**PROBLEM STATEMENT:** Using the records below, output the stretch that opens with the line containing "let result: Result<CartResponse, ApiError>" and closes with the line containing "cart.fail_checkout();", exactly and including both lines, with nothing more.

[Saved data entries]
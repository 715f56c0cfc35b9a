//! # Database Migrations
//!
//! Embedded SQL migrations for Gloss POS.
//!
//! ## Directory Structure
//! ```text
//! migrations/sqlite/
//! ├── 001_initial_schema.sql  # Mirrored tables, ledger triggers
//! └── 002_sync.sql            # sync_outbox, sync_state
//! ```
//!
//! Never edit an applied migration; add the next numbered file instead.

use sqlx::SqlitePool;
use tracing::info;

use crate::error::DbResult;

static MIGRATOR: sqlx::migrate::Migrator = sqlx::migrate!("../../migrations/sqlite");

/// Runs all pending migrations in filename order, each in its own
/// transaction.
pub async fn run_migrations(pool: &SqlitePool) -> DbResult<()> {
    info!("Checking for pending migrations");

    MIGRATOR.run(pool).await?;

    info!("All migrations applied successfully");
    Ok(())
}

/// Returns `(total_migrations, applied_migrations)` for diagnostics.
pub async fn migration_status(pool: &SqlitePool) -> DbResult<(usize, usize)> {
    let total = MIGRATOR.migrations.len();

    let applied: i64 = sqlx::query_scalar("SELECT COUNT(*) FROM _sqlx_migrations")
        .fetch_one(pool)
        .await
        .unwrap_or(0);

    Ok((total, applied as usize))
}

...

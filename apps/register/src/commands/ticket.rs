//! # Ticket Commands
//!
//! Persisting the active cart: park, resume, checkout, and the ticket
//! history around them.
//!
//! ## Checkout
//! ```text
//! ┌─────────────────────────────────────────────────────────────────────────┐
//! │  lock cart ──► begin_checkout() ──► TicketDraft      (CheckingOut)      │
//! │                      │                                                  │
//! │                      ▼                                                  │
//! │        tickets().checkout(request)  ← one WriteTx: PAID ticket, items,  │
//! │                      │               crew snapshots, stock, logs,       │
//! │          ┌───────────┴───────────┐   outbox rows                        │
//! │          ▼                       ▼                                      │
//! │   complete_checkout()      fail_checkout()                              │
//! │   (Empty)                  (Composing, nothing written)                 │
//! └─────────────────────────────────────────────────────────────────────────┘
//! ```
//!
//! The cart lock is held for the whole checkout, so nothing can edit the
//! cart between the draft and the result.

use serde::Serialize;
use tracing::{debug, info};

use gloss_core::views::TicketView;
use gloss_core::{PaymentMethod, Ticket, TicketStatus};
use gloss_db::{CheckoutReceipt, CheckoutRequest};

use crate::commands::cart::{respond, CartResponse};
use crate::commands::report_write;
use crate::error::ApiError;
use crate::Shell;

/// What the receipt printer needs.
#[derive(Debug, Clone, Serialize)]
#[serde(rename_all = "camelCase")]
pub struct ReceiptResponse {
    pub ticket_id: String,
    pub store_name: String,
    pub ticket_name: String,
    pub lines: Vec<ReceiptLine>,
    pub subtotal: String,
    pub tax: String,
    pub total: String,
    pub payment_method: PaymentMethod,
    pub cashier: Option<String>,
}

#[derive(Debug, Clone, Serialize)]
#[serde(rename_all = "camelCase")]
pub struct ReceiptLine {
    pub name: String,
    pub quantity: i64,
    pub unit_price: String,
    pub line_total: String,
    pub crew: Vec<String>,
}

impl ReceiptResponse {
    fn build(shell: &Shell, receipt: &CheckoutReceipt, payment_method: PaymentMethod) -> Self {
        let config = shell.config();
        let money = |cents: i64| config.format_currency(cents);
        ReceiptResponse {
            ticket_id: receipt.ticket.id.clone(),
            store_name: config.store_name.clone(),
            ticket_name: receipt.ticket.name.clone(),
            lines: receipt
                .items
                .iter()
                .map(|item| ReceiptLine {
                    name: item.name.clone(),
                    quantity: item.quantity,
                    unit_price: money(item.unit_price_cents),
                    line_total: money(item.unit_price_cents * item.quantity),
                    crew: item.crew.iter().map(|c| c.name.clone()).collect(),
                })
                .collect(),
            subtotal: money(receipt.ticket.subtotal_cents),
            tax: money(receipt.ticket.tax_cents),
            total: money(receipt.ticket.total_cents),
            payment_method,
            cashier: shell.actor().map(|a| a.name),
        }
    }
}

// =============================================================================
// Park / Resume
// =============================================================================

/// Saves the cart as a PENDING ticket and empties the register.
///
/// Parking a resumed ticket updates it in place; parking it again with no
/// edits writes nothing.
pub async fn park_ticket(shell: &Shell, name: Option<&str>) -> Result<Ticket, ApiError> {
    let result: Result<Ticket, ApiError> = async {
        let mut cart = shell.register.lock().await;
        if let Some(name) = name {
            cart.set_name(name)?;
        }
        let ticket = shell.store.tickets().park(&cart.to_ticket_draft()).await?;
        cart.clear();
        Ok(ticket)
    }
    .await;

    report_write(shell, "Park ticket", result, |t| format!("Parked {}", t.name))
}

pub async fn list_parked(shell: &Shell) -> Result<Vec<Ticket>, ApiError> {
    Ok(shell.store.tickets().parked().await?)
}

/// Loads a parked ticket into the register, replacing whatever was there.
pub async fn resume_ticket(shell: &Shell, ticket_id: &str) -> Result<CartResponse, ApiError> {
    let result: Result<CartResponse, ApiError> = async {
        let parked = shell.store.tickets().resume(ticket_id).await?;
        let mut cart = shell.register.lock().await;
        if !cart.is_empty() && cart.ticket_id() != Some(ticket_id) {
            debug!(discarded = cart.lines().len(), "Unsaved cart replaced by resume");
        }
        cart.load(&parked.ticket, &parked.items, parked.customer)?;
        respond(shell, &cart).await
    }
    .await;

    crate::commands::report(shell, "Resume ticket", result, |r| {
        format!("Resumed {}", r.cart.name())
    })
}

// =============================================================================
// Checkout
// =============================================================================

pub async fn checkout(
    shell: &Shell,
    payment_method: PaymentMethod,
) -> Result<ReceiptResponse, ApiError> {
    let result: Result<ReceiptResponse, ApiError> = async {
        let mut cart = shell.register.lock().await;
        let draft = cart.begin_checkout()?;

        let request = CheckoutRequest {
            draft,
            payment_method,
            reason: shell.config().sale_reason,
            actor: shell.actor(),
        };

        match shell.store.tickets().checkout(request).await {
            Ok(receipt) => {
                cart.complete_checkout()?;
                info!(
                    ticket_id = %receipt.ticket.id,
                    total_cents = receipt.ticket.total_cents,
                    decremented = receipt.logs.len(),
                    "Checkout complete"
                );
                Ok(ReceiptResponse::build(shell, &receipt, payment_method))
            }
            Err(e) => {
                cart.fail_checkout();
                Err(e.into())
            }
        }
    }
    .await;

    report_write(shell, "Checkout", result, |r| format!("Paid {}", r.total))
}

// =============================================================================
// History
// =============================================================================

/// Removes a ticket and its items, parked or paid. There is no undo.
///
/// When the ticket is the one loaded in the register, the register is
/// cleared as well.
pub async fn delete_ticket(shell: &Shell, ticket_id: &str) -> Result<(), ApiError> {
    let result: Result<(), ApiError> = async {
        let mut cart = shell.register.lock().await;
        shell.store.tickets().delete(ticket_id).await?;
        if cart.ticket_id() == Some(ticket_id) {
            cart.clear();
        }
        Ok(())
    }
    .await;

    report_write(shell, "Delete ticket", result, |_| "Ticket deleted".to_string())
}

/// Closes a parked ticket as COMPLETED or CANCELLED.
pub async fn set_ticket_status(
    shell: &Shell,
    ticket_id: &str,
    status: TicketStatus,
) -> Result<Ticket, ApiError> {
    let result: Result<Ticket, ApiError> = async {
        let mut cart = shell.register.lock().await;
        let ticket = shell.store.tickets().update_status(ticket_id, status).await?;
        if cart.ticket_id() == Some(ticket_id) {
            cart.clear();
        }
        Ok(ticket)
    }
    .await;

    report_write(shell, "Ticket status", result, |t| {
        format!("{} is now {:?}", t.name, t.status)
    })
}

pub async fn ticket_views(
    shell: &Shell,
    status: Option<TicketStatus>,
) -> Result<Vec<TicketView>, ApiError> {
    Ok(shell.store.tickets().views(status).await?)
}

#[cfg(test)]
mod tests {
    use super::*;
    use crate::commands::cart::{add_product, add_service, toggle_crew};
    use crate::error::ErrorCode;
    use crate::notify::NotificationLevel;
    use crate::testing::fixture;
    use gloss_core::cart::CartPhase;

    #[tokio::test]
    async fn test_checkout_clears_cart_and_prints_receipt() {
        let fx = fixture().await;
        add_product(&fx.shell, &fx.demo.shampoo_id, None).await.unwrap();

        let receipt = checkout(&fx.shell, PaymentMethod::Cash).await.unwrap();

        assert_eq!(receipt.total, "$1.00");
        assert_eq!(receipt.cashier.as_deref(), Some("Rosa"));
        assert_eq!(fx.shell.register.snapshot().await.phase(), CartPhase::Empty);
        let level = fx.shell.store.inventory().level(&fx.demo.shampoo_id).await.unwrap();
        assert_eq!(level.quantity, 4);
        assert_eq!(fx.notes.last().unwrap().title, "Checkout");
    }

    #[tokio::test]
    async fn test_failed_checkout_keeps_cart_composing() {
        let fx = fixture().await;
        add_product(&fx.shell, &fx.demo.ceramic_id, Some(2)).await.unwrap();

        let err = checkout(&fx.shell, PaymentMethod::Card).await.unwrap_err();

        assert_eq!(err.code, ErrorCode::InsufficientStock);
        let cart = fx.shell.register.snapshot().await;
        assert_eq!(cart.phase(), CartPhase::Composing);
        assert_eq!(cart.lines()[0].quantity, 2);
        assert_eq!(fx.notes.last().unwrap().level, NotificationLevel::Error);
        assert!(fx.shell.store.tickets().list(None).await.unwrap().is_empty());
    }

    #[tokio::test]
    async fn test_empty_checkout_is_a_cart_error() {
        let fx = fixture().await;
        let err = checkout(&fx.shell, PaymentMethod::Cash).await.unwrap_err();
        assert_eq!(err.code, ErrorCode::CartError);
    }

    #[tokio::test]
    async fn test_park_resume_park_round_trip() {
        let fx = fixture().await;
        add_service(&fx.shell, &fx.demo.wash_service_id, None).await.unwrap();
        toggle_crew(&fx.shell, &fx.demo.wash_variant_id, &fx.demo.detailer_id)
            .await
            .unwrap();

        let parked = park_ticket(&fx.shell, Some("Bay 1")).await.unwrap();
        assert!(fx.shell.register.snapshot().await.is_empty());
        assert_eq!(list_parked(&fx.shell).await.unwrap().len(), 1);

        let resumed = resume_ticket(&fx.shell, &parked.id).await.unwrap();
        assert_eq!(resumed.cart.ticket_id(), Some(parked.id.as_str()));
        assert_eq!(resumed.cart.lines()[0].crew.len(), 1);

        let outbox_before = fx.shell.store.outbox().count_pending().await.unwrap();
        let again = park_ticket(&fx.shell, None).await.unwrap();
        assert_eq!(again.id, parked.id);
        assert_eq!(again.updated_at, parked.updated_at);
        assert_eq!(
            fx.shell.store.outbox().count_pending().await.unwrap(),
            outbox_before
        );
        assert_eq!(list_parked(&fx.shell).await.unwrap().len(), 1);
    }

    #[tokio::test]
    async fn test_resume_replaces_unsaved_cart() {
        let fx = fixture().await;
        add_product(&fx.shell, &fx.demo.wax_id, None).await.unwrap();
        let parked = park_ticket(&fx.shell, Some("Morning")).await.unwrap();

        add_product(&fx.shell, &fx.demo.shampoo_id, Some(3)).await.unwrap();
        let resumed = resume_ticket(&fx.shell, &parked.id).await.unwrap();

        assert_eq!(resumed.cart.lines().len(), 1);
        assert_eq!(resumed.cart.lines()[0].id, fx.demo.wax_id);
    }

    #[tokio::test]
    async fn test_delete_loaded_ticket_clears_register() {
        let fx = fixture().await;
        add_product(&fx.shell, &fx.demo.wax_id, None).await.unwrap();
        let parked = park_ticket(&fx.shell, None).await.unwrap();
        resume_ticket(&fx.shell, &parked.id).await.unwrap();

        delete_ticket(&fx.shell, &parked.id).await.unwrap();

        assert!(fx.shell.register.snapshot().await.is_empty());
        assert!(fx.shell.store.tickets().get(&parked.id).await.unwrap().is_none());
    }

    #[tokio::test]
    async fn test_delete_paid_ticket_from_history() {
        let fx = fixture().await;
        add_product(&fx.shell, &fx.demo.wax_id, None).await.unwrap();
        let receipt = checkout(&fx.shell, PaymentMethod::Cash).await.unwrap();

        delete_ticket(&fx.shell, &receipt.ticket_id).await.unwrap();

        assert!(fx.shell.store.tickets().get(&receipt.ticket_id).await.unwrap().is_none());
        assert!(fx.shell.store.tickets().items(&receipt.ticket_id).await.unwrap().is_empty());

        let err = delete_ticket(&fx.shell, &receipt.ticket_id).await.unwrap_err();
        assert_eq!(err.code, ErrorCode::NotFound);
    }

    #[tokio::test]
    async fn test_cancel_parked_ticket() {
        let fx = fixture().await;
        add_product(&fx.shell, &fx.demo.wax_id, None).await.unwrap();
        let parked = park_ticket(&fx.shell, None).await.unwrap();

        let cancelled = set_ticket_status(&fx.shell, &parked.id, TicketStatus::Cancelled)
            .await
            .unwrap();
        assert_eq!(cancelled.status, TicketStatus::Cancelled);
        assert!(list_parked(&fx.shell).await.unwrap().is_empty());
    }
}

**OUTPUT BELOW:**
    let result: Result<CartResponse, ApiError> = async {
        let parked = shell.store.tickets().resume(ticket_id).await?;
        let mut cart = shell.register.lock().await;
        if !cart.is_empty() && cart.ticket_id() != Some(ticket_id) {
            debug!(discarded = cart.lines().len(), "Unsaved cart replaced by resume");
        }
        cart.load(&parked.ticket, &parked.items, parked.customer)?;
        respond(shell, &cart).await
    }
    .await;

    crate::commands::report(shell, "Resume ticket", result, |r| {
        format!("Resumed {}", r.cart.name())
    })
}

// =============================================================================
// Checkout
// =============================================================================

pub async fn checkout(
    shell: &Shell,
    payment_method: PaymentMethod,
) -> Result<ReceiptResponse, ApiError> {
    let result: Result<ReceiptResponse, ApiError> = async {
        let mut cart = shell.register.lock().await;
        let draft = cart.begin_checkout()?;

        let request = CheckoutRequest {
            draft,
            payment_method,
            reason: shell.config().sale_reason,
            actor: shell.actor(),
        };

        match shell.store.tickets().checkout(request).await {
            Ok(receipt) => {
                cart.complete_checkout()?;
                info!(
                    ticket_id = %receipt.ticket.id,
                    total_cents = receipt.ticket.total_cents,
                    decremented = receipt.logs.len(),
                    "Checkout complete"
                );
                Ok(ReceiptResponse::build(shell, &receipt, payment_method))
            }
            Err(e) => {
                cart.fail_checkout();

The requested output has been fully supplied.